WHAT THE TASK ASKS: Copy word for word, please, the lines of the entries below running from the one containing "layer to format." to the one containing "ceiling vs. disbursement", both ends included.
-------- TASK MATERIAL --------
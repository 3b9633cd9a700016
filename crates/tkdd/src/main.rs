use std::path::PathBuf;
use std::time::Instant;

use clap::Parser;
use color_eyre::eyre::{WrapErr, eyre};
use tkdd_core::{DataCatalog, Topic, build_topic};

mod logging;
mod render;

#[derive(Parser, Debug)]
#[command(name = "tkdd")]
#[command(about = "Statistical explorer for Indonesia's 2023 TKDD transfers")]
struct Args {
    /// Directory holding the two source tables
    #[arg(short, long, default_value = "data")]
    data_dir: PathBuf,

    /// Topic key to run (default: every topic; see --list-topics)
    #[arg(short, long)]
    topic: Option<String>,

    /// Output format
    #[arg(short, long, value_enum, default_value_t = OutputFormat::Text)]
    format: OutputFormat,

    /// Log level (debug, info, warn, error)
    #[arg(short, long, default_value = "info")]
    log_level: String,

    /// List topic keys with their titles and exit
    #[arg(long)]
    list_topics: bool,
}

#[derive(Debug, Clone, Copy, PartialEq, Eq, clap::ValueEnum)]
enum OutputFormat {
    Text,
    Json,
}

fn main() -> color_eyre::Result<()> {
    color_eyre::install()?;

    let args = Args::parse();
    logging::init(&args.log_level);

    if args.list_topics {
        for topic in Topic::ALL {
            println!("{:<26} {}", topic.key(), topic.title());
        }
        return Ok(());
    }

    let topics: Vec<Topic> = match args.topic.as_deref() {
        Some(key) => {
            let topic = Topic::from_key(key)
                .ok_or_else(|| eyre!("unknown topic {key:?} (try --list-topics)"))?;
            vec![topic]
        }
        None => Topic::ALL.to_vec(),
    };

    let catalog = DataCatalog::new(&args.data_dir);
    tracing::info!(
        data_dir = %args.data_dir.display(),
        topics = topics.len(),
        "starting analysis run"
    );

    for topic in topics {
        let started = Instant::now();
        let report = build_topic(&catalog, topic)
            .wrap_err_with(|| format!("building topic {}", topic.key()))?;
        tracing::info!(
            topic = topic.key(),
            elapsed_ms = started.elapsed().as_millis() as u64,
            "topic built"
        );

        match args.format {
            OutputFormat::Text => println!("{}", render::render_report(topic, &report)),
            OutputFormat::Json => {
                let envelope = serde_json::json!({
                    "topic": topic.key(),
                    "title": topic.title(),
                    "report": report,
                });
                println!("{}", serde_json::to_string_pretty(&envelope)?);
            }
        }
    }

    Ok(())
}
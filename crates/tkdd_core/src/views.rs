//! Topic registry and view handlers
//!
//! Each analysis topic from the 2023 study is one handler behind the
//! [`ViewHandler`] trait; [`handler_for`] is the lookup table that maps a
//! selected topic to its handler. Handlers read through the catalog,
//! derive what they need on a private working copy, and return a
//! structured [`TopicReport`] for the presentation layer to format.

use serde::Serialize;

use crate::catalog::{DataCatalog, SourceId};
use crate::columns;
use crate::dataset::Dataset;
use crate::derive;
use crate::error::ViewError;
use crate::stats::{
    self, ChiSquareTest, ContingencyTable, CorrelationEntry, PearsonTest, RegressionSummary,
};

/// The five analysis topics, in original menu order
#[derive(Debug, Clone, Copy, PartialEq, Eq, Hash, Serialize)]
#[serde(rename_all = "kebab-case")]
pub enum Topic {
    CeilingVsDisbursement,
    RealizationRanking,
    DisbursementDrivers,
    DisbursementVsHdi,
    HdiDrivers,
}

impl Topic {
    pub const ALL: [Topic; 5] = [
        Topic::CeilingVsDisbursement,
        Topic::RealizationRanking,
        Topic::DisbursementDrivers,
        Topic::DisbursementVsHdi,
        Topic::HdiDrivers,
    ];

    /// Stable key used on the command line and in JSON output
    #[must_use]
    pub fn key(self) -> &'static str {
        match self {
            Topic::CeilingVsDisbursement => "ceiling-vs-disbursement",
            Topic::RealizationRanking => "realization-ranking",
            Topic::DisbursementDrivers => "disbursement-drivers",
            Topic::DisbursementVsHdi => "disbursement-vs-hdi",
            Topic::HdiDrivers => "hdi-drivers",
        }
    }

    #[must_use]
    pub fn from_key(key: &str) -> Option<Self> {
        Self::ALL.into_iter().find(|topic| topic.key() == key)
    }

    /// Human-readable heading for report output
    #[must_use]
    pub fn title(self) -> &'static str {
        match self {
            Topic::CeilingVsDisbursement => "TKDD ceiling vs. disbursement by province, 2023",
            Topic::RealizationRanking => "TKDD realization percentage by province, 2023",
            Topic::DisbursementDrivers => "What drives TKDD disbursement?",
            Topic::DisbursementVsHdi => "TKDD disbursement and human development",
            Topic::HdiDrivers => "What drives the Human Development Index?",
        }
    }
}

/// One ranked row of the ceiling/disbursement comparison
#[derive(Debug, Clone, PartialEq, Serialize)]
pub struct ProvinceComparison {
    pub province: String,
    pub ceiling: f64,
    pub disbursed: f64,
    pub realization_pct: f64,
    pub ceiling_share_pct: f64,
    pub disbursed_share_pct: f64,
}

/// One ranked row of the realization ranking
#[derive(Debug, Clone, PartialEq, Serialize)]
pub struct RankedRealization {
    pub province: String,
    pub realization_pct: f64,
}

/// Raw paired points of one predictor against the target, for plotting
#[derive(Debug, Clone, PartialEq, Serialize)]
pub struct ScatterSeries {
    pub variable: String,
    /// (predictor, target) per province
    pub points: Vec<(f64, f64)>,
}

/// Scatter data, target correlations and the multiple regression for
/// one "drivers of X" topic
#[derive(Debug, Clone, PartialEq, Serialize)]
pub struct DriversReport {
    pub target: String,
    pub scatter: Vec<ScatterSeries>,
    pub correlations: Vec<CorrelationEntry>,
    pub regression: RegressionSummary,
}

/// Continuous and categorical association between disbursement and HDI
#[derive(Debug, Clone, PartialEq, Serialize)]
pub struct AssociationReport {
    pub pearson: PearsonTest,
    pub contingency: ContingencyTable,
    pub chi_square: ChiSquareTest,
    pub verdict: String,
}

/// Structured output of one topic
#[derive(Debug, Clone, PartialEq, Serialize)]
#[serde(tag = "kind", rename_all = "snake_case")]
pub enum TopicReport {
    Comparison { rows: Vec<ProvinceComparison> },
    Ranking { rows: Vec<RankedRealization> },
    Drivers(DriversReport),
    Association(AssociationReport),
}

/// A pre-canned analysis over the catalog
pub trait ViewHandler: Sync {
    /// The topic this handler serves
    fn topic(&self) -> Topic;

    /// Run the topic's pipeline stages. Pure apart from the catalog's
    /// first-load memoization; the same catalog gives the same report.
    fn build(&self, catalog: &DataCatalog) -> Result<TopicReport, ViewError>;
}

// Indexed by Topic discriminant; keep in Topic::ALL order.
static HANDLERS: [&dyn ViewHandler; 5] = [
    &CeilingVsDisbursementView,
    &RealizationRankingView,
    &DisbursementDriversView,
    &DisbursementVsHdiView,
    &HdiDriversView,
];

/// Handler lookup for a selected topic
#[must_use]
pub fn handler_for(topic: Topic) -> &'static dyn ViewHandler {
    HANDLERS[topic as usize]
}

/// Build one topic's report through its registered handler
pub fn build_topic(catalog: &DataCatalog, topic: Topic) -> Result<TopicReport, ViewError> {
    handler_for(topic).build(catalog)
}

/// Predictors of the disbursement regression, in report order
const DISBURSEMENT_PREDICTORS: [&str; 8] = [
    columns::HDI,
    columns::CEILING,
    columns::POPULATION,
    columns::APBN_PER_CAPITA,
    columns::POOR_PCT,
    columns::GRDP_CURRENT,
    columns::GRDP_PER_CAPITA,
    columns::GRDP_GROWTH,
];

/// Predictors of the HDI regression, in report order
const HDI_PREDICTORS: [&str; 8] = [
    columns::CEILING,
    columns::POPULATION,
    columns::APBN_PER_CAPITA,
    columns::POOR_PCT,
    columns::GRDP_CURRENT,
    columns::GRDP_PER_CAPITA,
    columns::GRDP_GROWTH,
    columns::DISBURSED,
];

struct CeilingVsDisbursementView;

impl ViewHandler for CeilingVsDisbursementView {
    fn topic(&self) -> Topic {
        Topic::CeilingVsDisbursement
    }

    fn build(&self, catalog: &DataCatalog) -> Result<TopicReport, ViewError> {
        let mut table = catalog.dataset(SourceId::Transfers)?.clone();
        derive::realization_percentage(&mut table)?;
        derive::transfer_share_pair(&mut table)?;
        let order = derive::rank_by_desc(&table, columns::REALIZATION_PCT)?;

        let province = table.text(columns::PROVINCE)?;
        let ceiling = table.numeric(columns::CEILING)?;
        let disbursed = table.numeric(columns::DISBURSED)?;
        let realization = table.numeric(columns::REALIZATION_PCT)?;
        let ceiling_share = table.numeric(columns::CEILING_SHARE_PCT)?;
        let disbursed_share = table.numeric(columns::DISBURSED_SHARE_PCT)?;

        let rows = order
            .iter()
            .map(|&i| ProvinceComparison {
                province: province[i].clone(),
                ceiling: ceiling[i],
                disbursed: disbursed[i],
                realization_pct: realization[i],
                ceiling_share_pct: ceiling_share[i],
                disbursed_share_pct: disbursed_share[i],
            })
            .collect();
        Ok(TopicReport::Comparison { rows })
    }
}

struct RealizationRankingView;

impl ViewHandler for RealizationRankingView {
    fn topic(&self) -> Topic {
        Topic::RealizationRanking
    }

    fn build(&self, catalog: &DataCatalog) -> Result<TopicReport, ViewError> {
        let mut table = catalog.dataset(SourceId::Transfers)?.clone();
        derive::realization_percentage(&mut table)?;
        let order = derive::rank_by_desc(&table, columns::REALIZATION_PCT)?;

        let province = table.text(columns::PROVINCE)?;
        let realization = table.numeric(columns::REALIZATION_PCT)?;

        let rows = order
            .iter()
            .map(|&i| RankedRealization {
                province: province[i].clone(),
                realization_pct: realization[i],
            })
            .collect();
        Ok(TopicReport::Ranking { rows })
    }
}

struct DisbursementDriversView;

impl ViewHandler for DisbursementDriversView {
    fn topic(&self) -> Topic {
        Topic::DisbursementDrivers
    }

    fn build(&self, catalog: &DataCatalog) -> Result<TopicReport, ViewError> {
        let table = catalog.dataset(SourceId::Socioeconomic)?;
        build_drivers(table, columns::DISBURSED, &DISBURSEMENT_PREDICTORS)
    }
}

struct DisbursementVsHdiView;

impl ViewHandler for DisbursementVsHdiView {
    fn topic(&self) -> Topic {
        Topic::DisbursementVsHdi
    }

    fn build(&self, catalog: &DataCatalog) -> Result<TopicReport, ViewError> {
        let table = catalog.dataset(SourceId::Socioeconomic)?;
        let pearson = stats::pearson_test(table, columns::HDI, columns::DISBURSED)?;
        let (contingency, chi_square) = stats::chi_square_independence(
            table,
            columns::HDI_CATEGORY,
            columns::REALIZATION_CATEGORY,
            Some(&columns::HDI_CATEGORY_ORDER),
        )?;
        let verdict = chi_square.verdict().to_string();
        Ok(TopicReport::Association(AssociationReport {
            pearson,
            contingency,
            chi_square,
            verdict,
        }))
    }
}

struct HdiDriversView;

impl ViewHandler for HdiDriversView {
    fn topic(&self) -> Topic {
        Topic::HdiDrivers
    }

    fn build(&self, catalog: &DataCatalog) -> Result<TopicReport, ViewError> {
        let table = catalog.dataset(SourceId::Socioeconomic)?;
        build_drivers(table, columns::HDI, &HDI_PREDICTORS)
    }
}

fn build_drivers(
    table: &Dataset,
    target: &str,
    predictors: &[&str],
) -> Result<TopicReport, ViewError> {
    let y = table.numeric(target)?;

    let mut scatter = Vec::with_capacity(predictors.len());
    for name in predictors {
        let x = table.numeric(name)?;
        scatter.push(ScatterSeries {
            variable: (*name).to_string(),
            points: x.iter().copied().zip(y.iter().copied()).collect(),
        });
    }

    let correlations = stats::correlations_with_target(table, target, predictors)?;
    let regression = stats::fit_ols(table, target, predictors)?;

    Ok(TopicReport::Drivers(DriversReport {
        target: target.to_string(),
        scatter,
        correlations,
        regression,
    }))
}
--------
THE COMPLETED TASK:
//! structured [`TopicReport`] for the presentation layer to format.

use serde::Serialize;

use crate::catalog::{DataCatalog, SourceId};
use crate::columns;
use crate::dataset::Dataset;
use crate::derive;
use crate::error::ViewError;
use crate::stats::{
    self, ChiSquareTest, ContingencyTable, CorrelationEntry, PearsonTest, RegressionSummary,
};

/// The five analysis topics, in original menu order
#[derive(Debug, Clone, Copy, PartialEq, Eq, Hash, Serialize)]
#[serde(rename_all = "kebab-case")]
pub enum Topic {
    CeilingVsDisbursement,
    RealizationRanking,
    DisbursementDrivers,
    DisbursementVsHdi,
    HdiDrivers,
}

impl Topic {
    pub const ALL: [Topic; 5] = [
        Topic::CeilingVsDisbursement,
        Topic::RealizationRanking,
        Topic::DisbursementDrivers,
        Topic::DisbursementVsHdi,
        Topic::HdiDrivers,
    ];

    /// Stable key used on the command line and in JSON output
    #[must_use]
    pub fn key(self) -> &'static str {
        match self {
            Topic::CeilingVsDisbursement => "ceiling-vs-disbursement",
            Topic::RealizationRanking => "realization-ranking",
            Topic::DisbursementDrivers => "disbursement-drivers",
            Topic::DisbursementVsHdi => "disbursement-vs-hdi",
            Topic::HdiDrivers => "hdi-drivers",
        }
    }

    #[must_use]
    pub fn from_key(key: &str) -> Option<Self> {
        Self::ALL.into_iter().find(|topic| topic.key() == key)
    }

    /// Human-readable heading for report output
    #[must_use]
    pub fn title(self) -> &'static str {
        match self {
            Topic::CeilingVsDisbursement => "TKDD ceiling vs. disbursement by province, 2023",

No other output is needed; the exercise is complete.